Published on: 20 Jul, 2020
Updated on: 23 Jul, 2020

With the opening on July 20, 2020, of the newly built isolation ward at the Royal Surrey County Hospital, Professor Rodney Cartwright, Consultant Medical Microbiologist to Guildford Hospitals 1973 – 1994, gives some reflections on infection control and isolation facilities in Guildford hospitals up to 1994

Pre-National Health Service

Infections have featured throughout the history of hospitals in Guildford. The first Consulting Physician at the Royal Surrey County Hospital when it opened in 1866 was Dr (later Sir William) Jenner whose investigations at the London Fever Hospital into cases of continued fever enabled him finally to make the distinction between typhus and typhoid.

A view of some of the buildings at The Woodbridge Infectious Diseases Hospital. The area is now the Midleton Industrial Estate, off the A25, off the foot of Woodbridge Hill.
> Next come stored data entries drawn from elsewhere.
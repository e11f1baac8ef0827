//! Error types for the Kove exporter

use thiserror::Error;

pub type Result<T> = std::result::Result<T, KoveError>;

#[derive(Error, Debug)]
pub enum KoveError {
    #[error("Invalid configuration: {reason}")]
    InvalidConfig { reason: String },

    #[error("Unable to load policy source {path}: {reason}")]
    PolicyLoad { path: String, reason: String },

    #[error("Policy evaluation failed: {reason}")]
    EvaluationError { reason: String },

    #[error("Malformed violation from policy evaluator: missing field {field}")]
    MalformedViolation { field: String },

    #[error("Resource discovery failed: {reason}")]
    DiscoveryError { reason: String },

    #[error("Unsupported group version: {group_version}")]
    UnsupportedVersion { group_version: String },

    #[error("Watch source failed: {reason}")]
    WatchError { reason: String },

    #[error("Serialization error: {source}")]
    SerializationError {
        #[from]
        source: serde_json::Error,
    },

    #[error("YAML error: {source}")]
    YamlError {
        #[from]
        source: serde_yaml::Error,
    },

    #[error("I/O error: {source}")]
    Io {
        #[from]
        source: std::io::Error,
    },
}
There were two Guildford hospitals for smallpox and infectious diseases but they no longer exist. The Woodbridge Infectious Diseases Hospital and Smallpox Hospital at Whitmoor, Worplesdon (1900-1936) and also the Clandon Isolation Hospital (1901-1958), which is now the site of HMP Send.

The Royal Surrey County Hospital, Farnham Road, in the early 1900s.

The Royal Surrey County Hospital [Farnham Road] House Visitors Book in 1902, contains the observation “Jan 11th Visited the West Ward and Children’s Ward. The floor of the West Ward is very rough and presents many hiding places for microbes.” signed James Noon. An apt reminder of the importance of ensuring that the fabric of the building did not facilitate the survival of microbes.

The Royal Surrey County Hospital’s House Visitors Book.

The observation written in the book on January 11, 1902.

St Luke’s Hospital and the Royal Surrey County Hospital

By 1973, when I took up my post as a Consultant Microbiologist, the Guildford Hospitals had an isolation facility for patients with infections and infectious diseases in the grounds of St Luke’s Hospital.

The entrance to St Luke’s Hospital, Warren Road, Guildford, in about the 1980s.

It was a separate single-story building with six single-bedded rooms but no special ventilation. The admission of patients, both medical and surgical, was controlled by the Consultant Microbiologist but they remained under the clinical control of their original consultant.

Construction of the current Royal Surrey County Hospital in the late 1970s.

Shortly after the Royal Surrey moved to its present location, it was recognised that there was a need for isolation facilities on site and part of the original day ward was converted into a six-roomed isolation ward unit with individual ventilation.

Known as Birtley Ward, this facility remained operational until the 1990s when it was decided that an endoscopy suite had a higher priority for the space.

The microbiologists at the time stated that within time the hospital would need to re-establish designated isolation facilities. They did not envisage it would take over 20 years.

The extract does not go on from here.